Somehow or other, neither of our families ended up celebrating Christmas on Christmas this year, so we were at loose ends. We love having major holiday meals at Chinese restaurants--it feels so transgressive to forgo the turkey and have dan-dan noodles instead--so we did dinner at T&S Seafood on N. Lamar in Austin. (And, I might add, they amply repaid our trust in them, proffering up a rapture-inducing Christmas dinner of salt and pepper shrimp, calamari, and combination seafood on flat rice noodles. Ooooh so yummy.) And to work up an appetite, we hit a bunch of tiny local cemeteries in the bitter, freezing cold.

We saw:
Manda Methodist
Kimbro Community
New Sweden
Rose Hill
Kimbro Family (sort of)

Manda Methodist was the first scheduled stop on our tour. It pretty well gives the flavor of a lot of the cemeteries on our stop--lots of flat farmland, not a lot of trees. I've never been to Iowa or Kansas, but I imagine they look much like this.

The sparse little Manda cemetery in the foreground; siloes in the background. This is the resting place of "Mother" B. Bengtson, 1835-1899.

Based on this tombstone alone, these folks have had a good 180 or so years to plant some trees (nothing fancy--some nice tough cottonwoods or cedars or even hackberries would soften things up nicely)--but they evidently like their cemeteries open and clean and flat.

Is this a Swedish thing, I wonder? Because we're in the Swedish hinterlands of the Austin area, settled by Germans, Bohemians, and most of all, Swedes. The area is now thinly populated, and to an outsider like me, its Swedish heritage is pretty well obliterated, outside of cemeteries. There aren't any Swedish restaurants, for example, nor have I heard of any big Swedish festivals, or any Swedish language communities (unlike Castroville, for example, with its Alsatian architecture and food, or Cestohowa/Panna Maria, with its dwindling community of elderly Silesian speakers). The Swedes just left behind tombstones, street names, and one old church. (If I'm mistaken about this, I'd love to be corrected. How awesome would a Texas-country-Swedish cafe be?)

To be fair to Manda, there are a few trees toward the back, by the hay bales. But it's mostly just open and windswept. And there's plenty of room for new additions, which is rather sad. Families like the one above and especially the mighty Forsdahls made arrangements for whole clans of descendants to be buried together; but the their family compounds are mostly empty. They must have died out or moved away. Or perhaps they're just exceptionally long-lived and the descendants haven't had to make use of their family plots yet. But that's not how it feels. It feels well-tended but sterile--a relic of fruitless dreams and plans from a nearly forgotten era. It feels like the kids moved off to Austin or Dallas or San Antonio and married there and had children there and are now buried near their own nuclear families.

After much misdirection and confusion, we also eventually found the Kimbro Community cemetery, which, with its single cedar, manages to be even flatter and bleaker than Manda.

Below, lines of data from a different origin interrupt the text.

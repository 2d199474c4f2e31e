//! # SIP Content-Type Header
//!
//! The Content-Type header field gives the media type of the message body
//! ([RFC 3261 Section 20.15](https://datatracker.ietf.org/doc/html/rfc3261#section-20.15)).
//!
//! ```text
//! Content-Type = ( "Content-Type" / "c" ) HCOLON media-type
//! media-type   = m-type SLASH m-subtype *(SEMI m-parameter)
//! ```
//!
//! Unlike Accept, every parameter belongs to the media type, `q` included,
//! and wildcards are not allowed.
//!
//! ## Examples
//!
//! ```rust
//! use rvoip_sip_headers::prelude::*;
//!
//! let content_type: ContentType = "c: multipart/mixed;boundary=unique-boundary-1".parse().unwrap();
//! assert_eq!(content_type.media_type(), "multipart");
//! assert_eq!(content_type.param("boundary"), Some("unique-boundary-1"));
//! assert_eq!(content_type.to_string(), "Content-Type: multipart/mixed;boundary=unique-boundary-1");
//! ```

use nom::sequence::tuple;
use serde::{Deserialize, Serialize};

use super::header::{discard, impl_header_conversions, HeaderField, Parameterized};
use super::media_type::{MediaType, MediaTyped};
use super::param::{ParamSpec, Parameter, ParameterList};
use crate::error::{Error, Result};
use crate::parser::params::semicolon_params0;
use crate::parser::separators::slash;
use crate::parser::{parse_complete, token};

/// The Content-Type header field.
#[derive(Debug, Clone, Default, PartialEq, Serialize, Deserialize)]
pub struct ContentType {
    media: MediaType,
}

impl ContentType {
    pub fn new(media_type: &str, subtype: &str) -> Result<Self> {
        let media = MediaType::new(media_type, subtype)?;
        Self::from_media(media)
    }

    /// Wraps a media type. Ranges such as `text/*` are rejected.
    pub fn from_media(media: MediaType) -> Result<Self> {
        if media.is_range() {
            return Err(Error::format("media type", media.to_string()));
        }
        Ok(ContentType { media })
    }

    pub fn sdp() -> Self {
        ContentType { media: MediaType::sdp() }
    }
}

impl HeaderField for ContentType {
    const NAME: &'static str = "Content-Type";
    const COMPACT_NAME: Option<&'static str> = Some("c");

    fn reset(&mut self) {
        self.media.clear();
    }

    fn parse_value(&mut self, value: &str) -> Result<()> {
        let Some((media_type, _, subtype, params)) =
            parse_complete(tuple((token, slash, token, semicolon_params0)), value)
        else {
            discard(Self::NAME, value);
            return Ok(());
        };
        let mut media = MediaType::new(media_type, subtype)?;
        if media.is_range() {
            return Err(Error::format("media type", format!("{}/{}", media_type, subtype)));
        }
        for param in params {
            media.params_mut().set(param);
        }
        self.media = media;
        Ok(())
    }

    fn value_string(&self) -> String {
        self.media.to_string()
    }

    fn is_valid(&self) -> bool {
        !self.media.is_empty()
    }
}

impl Parameterized for ContentType {
    const PARAMS: ParamSpec = ParamSpec::GENERIC;

    fn params(&self) -> &ParameterList {
        self.media.params()
    }

    fn params_mut(&mut self) -> &mut ParameterList {
        self.media.params_mut()
    }
}

impl MediaTyped for ContentType {
    fn media(&self) -> &MediaType {
        &self.media
    }

    fn set_media_type(&mut self, media_type: &str, subtype: &str) -> Result<()> {
        if media_type == "*" || subtype == "*" {
            return Err(Error::format("media type", format!("{}/{}", media_type, subtype)));
        }
        self.media.set_essence(media_type, subtype)
    }

    // Every Content-Type parameter is a media parameter, `q` included
    fn set_media_param(&mut self, param: Parameter) -> Result<()> {
        self.media.params_mut().set(param);
        Ok(())
    }
}

impl_header_conversions!(ContentType);

#[cfg(test)]
mod tests {
    use super::*;

    #[test]
    fn test_quoted_param_survives() {
        let content_type = ContentType::from_value("text/plain; charset=\"utf-8\"").unwrap();
        assert_eq!(content_type.param("charset"), Some("utf-8"));
        assert_eq!(content_type.value_string(), "text/plain;charset=\"utf-8\"");
    }

    #[test]
    fn test_wildcards_rejected() {
        assert!(ContentType::from_value("text/*").unwrap_err().is_parse_error());
        assert!(ContentType::new("*", "*").is_err());

        let mut content_type = ContentType::sdp();
        assert!(content_type.set_media_type("application", "*").is_err());
        assert_eq!(content_type.media_subtype(), "sdp");
    }

    #[test]
    fn test_media_only_changes_through_checked_setters() {
        let mut content_type = ContentType::new("text", "plain").unwrap();
        assert!(content_type.set_media_type("text", "*").is_err());
        assert!(content_type.set_media_type("*", "*").is_err());
        assert!(!content_type.media().is_range());
        assert_eq!(content_type.value_string(), "text/plain");

        content_type.set_media_type("text", "html").unwrap();
        content_type.set_media_param(Parameter::new("charset", "utf-8").unwrap()).unwrap();
        assert_eq!(content_type.value_string(), "text/html;charset=utf-8");
    }

    #[test]
    fn test_add_param() {
        let mut content_type = ContentType::new("application", "pidf+xml").unwrap();
        content_type.add_param(Parameter::new("charset", "UTF-8").unwrap()).unwrap();
        assert_eq!(content_type.to_string(), "Content-Type: application/pidf+xml;charset=UTF-8");
    }

    #[test]
    fn test_reparse_resets() {
        let mut content_type = ContentType::from_value("application/sdp;x=1").unwrap();
        content_type.parse("").unwrap();
        assert!(!content_type.is_valid());
        assert!(content_type.params().is_empty());
    }
}
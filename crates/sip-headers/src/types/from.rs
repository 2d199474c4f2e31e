//! # SIP From Header
//!
//! The From header field names the initiator of a request
//! ([RFC 3261 Section 20.20](https://datatracker.ietf.org/doc/html/rfc3261#section-20.20)).
//! Unlike To, the UAC always includes a `tag`.
//!
//! ```text
//! From: "A. G. Bell" <sip:agb@bell-telephone.com> ;tag=a48s
//! f: Anonymous <sip:c8oqz84zk7z@privacy.org>;tag=hyh8
//! ```

use super::address::{address_header, validate_tag, Tagged};
use super::param::ParamSpec;

address_header!(
    /// The From header field.
    From,
    "From",
    Some("f"),
    ParamSpec {
        known: &["tag"],
        allow_generic: true,
        validate: validate_tag,
    }
);

impl Tagged for From {}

It does, however, have recent interments, which is nice. And someone regularly changes some of the silk flowers (but not all, which is interesting. What did the deceased do to deserve this final revenge on the part of the flower distributor?) Also, there's a view of the picturesque New Sweden church from this cemetery. Can you see a tiny pointy thing more or less in the middle of the horizon? That's it!

The spare and tidy Kimbro Community cemetery. Home to many a Swenson and Jacobson, including Christina & Ola Swenson, born in Malmo, Sweden, in the old century.

Next we visited the much more extensive New Sweden cemetery, where, to my delight, we found tombstones in Swedish, like the one below, which I cannot decipher, beyond "Har hv... J Edwin Sanderstrom..."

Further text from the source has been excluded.